## Prompt
Lines to restate from the data below: from the one containing "filename src/lib.rs" to the one containing "pub use routes::create_router;", both included. Give them again exactly, and only them.

Saved entries:
== Segment start ==

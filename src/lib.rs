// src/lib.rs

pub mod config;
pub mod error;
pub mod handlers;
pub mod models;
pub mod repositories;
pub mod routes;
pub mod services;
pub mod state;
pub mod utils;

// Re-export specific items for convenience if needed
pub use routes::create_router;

== Segment end ==
== Segment start ==

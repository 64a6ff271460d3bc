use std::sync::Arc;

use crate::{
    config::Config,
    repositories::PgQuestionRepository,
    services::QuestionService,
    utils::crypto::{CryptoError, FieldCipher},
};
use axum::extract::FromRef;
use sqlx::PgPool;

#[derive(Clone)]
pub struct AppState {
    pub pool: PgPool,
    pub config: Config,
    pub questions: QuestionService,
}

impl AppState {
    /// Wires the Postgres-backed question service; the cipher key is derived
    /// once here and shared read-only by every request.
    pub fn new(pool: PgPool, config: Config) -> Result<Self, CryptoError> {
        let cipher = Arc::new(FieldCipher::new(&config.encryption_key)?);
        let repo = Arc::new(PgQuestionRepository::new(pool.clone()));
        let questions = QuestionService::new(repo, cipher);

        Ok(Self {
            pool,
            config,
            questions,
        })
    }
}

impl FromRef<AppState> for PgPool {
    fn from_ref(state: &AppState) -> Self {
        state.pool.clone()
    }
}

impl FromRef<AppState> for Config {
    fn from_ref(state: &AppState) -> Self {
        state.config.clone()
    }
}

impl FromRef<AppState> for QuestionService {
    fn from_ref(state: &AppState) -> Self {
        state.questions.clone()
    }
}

== Segment end ==
== Segment start ==

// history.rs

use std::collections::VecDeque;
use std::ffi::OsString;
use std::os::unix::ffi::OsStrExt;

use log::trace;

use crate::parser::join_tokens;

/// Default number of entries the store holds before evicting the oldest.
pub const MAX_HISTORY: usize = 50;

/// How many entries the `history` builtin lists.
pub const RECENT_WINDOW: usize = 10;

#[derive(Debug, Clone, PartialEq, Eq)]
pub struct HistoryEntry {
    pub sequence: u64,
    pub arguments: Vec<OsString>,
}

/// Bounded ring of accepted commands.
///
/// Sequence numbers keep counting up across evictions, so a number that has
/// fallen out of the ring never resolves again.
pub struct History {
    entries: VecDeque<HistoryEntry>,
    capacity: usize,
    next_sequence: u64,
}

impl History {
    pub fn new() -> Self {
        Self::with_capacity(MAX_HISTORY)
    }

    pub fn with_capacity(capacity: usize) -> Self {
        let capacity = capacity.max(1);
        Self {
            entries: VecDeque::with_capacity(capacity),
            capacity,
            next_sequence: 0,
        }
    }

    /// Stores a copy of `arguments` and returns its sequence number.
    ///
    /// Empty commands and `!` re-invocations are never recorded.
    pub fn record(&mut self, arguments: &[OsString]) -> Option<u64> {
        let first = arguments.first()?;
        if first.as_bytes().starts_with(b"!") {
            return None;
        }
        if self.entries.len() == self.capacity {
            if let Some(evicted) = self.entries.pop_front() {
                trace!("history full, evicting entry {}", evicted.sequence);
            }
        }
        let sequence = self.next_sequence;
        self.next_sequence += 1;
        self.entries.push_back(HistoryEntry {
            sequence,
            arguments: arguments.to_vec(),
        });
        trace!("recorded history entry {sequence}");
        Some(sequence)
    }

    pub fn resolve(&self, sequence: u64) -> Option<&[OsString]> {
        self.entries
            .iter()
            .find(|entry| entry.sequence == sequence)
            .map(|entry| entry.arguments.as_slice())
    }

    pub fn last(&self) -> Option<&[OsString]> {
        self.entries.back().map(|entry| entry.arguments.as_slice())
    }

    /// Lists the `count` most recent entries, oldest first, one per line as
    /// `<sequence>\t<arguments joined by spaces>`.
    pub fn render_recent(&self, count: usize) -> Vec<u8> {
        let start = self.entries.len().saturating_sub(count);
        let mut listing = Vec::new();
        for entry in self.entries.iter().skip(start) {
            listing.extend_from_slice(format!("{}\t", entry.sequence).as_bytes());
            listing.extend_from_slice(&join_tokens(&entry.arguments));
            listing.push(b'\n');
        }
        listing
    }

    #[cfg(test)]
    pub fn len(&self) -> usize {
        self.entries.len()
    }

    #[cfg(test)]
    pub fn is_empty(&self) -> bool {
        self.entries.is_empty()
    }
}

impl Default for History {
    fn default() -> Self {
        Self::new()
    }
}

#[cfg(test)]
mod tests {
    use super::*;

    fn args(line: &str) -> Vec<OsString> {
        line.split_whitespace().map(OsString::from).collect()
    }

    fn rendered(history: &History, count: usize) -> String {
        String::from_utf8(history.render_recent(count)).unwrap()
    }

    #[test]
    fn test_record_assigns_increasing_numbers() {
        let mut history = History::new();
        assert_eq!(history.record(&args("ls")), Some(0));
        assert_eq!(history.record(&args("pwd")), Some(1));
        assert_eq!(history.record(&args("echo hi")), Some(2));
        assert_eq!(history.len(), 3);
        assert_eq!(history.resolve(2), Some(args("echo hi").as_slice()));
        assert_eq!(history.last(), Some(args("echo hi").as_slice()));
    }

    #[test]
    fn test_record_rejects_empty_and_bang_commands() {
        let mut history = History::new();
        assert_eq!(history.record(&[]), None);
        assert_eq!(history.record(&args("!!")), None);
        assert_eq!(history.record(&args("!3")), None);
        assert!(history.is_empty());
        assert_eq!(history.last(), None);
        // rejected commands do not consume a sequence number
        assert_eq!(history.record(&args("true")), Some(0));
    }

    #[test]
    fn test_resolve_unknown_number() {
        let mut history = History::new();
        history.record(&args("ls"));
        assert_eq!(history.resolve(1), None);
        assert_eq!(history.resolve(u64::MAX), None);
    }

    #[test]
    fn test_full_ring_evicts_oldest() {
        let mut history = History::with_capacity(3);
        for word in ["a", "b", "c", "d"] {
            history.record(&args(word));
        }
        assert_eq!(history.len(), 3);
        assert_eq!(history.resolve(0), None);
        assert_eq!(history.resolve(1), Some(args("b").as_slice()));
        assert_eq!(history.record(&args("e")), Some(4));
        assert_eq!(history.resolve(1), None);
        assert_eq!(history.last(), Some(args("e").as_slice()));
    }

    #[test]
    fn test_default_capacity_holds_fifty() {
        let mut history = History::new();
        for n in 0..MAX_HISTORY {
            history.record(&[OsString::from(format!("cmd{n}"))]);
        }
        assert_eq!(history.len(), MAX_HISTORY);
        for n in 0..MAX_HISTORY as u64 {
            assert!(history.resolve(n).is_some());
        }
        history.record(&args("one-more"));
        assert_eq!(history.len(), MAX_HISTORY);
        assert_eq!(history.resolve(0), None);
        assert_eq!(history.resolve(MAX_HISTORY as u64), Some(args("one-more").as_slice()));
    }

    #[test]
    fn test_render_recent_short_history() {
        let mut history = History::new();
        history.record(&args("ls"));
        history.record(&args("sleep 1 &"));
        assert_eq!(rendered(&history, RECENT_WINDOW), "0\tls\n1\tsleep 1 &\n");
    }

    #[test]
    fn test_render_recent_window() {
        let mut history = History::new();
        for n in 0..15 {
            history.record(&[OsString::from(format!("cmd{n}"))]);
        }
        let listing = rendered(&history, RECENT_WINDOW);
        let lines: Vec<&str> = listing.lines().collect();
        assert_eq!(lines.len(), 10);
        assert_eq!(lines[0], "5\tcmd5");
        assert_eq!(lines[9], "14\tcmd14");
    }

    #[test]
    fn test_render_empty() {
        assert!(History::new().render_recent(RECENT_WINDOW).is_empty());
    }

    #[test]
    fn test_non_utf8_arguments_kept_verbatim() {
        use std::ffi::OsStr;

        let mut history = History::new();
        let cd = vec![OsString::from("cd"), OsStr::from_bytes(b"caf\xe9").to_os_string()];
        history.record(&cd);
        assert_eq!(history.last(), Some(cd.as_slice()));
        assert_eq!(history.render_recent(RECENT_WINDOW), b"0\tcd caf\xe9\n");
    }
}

== Segment end ==

## Written answer
filename src/lib.rs
// src/lib.rs

pub mod config;
pub mod error;
pub mod handlers;
pub mod models;
pub mod repositories;
pub mod routes;
pub mod services;
pub mod state;
pub mod utils;

// Re-export specific items for convenience if needed
pub use routes::create_router;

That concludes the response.